Start of Block

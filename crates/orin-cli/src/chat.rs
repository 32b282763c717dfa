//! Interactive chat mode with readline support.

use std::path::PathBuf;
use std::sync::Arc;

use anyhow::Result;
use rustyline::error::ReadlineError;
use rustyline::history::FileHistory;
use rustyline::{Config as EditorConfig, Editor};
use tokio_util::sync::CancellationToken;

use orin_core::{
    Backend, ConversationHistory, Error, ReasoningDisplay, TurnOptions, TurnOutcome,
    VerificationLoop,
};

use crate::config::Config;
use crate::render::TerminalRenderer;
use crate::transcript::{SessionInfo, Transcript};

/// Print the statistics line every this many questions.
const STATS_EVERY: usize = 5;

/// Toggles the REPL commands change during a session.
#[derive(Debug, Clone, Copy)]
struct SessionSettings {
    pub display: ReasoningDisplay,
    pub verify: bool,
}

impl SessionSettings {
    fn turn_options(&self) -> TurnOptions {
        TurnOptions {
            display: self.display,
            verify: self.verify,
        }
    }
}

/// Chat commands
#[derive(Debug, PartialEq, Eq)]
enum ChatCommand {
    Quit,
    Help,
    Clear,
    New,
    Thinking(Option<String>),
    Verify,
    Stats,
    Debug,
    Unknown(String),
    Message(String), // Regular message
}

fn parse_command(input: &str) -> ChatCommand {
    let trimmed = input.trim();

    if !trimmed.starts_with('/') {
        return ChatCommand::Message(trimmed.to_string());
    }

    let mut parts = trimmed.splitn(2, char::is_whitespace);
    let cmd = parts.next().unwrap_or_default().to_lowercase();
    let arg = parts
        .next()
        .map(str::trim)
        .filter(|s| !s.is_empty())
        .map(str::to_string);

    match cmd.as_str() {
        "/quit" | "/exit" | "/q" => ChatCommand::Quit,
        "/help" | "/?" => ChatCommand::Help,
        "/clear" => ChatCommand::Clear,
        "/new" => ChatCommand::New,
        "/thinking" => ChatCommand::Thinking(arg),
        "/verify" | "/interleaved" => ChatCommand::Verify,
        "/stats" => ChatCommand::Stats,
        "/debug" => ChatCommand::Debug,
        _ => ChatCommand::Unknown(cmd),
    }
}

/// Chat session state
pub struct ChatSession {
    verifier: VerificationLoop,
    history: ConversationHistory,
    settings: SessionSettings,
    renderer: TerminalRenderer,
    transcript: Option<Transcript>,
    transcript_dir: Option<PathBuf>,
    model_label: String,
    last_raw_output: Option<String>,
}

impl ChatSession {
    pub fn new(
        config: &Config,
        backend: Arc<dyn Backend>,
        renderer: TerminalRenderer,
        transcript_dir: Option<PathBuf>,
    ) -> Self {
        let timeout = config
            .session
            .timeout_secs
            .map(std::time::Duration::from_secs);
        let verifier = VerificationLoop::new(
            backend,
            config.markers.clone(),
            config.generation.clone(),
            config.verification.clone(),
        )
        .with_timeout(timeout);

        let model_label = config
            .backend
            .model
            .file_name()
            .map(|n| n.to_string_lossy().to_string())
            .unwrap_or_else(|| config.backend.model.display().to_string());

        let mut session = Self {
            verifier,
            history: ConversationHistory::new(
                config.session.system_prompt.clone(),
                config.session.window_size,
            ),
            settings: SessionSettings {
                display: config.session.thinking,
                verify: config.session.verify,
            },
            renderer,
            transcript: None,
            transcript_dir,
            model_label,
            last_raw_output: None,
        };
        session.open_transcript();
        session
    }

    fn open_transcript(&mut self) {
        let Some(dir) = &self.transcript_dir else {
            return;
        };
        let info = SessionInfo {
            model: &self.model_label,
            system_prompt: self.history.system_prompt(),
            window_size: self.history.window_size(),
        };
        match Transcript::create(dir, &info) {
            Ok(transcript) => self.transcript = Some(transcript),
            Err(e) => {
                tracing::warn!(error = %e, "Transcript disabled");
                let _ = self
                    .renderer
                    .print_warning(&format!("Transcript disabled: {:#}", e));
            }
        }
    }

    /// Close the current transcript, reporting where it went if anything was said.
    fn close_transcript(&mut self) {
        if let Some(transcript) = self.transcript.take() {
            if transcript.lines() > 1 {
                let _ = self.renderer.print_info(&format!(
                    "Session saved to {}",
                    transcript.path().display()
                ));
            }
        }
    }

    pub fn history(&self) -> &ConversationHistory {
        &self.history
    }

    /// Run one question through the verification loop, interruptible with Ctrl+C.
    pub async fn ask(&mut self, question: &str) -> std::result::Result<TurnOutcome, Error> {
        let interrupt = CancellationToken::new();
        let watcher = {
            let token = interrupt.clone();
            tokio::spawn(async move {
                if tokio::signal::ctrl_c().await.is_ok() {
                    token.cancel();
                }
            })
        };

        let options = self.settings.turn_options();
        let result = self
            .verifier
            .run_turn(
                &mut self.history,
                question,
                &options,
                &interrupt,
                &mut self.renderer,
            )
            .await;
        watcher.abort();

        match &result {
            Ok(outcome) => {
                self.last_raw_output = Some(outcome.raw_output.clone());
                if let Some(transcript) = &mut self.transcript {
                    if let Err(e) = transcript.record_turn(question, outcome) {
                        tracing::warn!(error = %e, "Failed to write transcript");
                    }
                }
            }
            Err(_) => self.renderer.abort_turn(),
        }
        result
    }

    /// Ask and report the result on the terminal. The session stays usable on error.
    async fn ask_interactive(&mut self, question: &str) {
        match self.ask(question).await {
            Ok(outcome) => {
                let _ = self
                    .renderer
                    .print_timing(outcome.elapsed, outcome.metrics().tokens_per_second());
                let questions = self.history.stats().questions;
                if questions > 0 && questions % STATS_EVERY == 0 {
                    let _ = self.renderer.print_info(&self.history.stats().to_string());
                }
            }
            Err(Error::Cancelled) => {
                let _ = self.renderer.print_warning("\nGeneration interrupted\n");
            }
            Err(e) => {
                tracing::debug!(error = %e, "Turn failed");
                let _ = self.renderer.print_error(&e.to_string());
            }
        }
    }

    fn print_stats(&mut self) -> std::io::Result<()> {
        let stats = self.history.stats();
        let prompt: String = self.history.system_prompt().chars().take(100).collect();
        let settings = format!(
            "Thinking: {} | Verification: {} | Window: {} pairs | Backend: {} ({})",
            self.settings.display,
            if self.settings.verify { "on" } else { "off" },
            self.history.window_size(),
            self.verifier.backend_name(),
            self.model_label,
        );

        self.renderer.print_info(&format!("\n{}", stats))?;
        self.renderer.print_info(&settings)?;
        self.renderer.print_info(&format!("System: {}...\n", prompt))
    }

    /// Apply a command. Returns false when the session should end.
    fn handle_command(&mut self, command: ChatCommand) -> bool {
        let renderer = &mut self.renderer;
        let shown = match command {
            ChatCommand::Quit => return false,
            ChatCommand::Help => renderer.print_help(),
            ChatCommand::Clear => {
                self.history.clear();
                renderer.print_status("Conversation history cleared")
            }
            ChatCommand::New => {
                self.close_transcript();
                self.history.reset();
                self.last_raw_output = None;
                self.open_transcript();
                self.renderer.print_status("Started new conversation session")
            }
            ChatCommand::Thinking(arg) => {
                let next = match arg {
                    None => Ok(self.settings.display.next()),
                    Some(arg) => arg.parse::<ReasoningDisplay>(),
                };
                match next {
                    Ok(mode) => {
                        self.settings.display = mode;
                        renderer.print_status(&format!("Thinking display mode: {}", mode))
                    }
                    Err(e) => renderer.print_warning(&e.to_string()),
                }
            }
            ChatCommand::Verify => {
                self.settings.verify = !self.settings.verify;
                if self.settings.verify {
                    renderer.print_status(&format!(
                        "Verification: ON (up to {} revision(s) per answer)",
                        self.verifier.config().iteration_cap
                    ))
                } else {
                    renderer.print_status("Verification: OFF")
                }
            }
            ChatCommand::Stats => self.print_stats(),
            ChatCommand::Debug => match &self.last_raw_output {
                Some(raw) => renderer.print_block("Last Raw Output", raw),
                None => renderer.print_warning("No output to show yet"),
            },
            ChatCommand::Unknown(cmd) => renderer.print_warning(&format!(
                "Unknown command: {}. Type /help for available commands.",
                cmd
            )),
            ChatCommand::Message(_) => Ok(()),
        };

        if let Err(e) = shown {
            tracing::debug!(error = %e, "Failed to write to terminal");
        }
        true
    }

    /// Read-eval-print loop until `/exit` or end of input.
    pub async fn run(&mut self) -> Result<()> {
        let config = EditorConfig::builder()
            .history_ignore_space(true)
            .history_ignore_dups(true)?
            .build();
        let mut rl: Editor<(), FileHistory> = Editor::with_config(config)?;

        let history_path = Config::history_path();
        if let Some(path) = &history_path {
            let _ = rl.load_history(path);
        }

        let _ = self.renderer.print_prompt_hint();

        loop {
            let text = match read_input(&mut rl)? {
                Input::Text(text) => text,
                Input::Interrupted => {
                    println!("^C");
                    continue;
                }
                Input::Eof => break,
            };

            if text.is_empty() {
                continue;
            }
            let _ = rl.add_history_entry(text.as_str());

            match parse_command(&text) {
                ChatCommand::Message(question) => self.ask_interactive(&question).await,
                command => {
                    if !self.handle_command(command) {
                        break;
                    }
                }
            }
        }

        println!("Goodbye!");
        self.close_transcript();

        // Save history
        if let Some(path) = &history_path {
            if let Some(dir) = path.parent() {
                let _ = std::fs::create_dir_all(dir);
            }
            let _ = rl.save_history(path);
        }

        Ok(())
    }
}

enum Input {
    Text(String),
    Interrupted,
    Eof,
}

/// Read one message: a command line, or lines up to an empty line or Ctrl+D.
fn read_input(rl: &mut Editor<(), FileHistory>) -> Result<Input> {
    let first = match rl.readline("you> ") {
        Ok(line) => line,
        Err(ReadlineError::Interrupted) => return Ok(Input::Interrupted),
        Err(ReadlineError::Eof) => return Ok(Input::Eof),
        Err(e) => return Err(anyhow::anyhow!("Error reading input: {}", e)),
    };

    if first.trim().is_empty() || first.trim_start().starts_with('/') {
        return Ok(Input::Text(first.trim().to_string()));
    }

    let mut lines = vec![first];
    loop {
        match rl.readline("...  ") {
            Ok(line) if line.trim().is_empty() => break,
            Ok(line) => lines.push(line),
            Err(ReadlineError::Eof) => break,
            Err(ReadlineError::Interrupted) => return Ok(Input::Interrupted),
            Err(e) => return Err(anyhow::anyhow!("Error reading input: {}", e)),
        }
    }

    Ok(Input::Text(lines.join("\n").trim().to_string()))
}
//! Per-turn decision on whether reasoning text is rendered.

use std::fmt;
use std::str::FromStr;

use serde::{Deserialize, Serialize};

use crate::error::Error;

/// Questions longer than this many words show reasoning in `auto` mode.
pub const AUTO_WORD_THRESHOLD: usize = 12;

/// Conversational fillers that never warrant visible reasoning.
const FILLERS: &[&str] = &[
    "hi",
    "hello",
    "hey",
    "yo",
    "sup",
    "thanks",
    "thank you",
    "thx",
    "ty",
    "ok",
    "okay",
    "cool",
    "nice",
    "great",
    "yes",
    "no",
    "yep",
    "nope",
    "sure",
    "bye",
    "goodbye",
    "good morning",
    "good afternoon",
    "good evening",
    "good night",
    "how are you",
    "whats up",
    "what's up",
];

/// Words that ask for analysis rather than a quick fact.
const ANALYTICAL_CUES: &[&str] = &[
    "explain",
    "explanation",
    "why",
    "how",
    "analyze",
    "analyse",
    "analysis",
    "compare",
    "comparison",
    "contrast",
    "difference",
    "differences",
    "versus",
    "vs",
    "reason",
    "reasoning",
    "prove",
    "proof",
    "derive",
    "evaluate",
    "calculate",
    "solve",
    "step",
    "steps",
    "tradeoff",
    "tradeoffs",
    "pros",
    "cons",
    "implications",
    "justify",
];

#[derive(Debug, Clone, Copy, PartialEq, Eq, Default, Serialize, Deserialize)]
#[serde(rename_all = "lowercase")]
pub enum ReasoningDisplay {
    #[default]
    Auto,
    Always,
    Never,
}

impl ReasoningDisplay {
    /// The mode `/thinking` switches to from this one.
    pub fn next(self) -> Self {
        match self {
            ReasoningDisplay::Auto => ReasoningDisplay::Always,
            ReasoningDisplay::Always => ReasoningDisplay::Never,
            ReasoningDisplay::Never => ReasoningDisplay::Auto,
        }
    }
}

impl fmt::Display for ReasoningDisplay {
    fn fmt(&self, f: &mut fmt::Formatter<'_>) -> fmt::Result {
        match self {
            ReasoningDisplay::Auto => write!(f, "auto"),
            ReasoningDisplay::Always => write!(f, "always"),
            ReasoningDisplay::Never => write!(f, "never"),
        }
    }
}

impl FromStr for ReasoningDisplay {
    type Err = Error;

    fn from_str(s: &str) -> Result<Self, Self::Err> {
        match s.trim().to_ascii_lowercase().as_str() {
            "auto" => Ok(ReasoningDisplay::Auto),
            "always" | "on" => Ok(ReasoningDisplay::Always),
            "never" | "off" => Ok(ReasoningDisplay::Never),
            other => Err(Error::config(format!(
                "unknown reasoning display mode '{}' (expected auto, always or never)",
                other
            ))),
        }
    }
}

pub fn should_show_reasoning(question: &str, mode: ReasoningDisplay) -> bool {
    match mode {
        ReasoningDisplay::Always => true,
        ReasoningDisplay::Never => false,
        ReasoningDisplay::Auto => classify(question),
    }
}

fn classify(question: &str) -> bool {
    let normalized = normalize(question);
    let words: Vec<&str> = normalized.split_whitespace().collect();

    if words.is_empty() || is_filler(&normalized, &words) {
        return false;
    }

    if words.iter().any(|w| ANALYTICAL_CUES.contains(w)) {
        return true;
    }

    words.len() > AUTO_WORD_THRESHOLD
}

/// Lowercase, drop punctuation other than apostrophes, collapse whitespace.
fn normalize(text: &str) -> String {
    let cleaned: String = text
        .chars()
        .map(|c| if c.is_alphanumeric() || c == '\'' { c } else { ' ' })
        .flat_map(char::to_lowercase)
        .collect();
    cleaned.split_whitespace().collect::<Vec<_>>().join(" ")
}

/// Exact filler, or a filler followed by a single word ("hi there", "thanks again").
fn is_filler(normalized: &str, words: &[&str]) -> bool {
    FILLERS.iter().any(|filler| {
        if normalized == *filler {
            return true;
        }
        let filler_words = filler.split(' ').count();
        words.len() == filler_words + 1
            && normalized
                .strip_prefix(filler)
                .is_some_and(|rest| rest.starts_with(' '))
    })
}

End of Block

**Try it**
Whenever the string "lines" shows up in a line above, copy that line.

**Solution below**
            if transcript.lines() > 1 {
/// Read one message: a command line, or lines up to an empty line or Ctrl+D.
    let mut lines = vec![first];
            Ok(line) => lines.push(line),
    Ok(Input::Text(lines.join("\n").trim().to_string()))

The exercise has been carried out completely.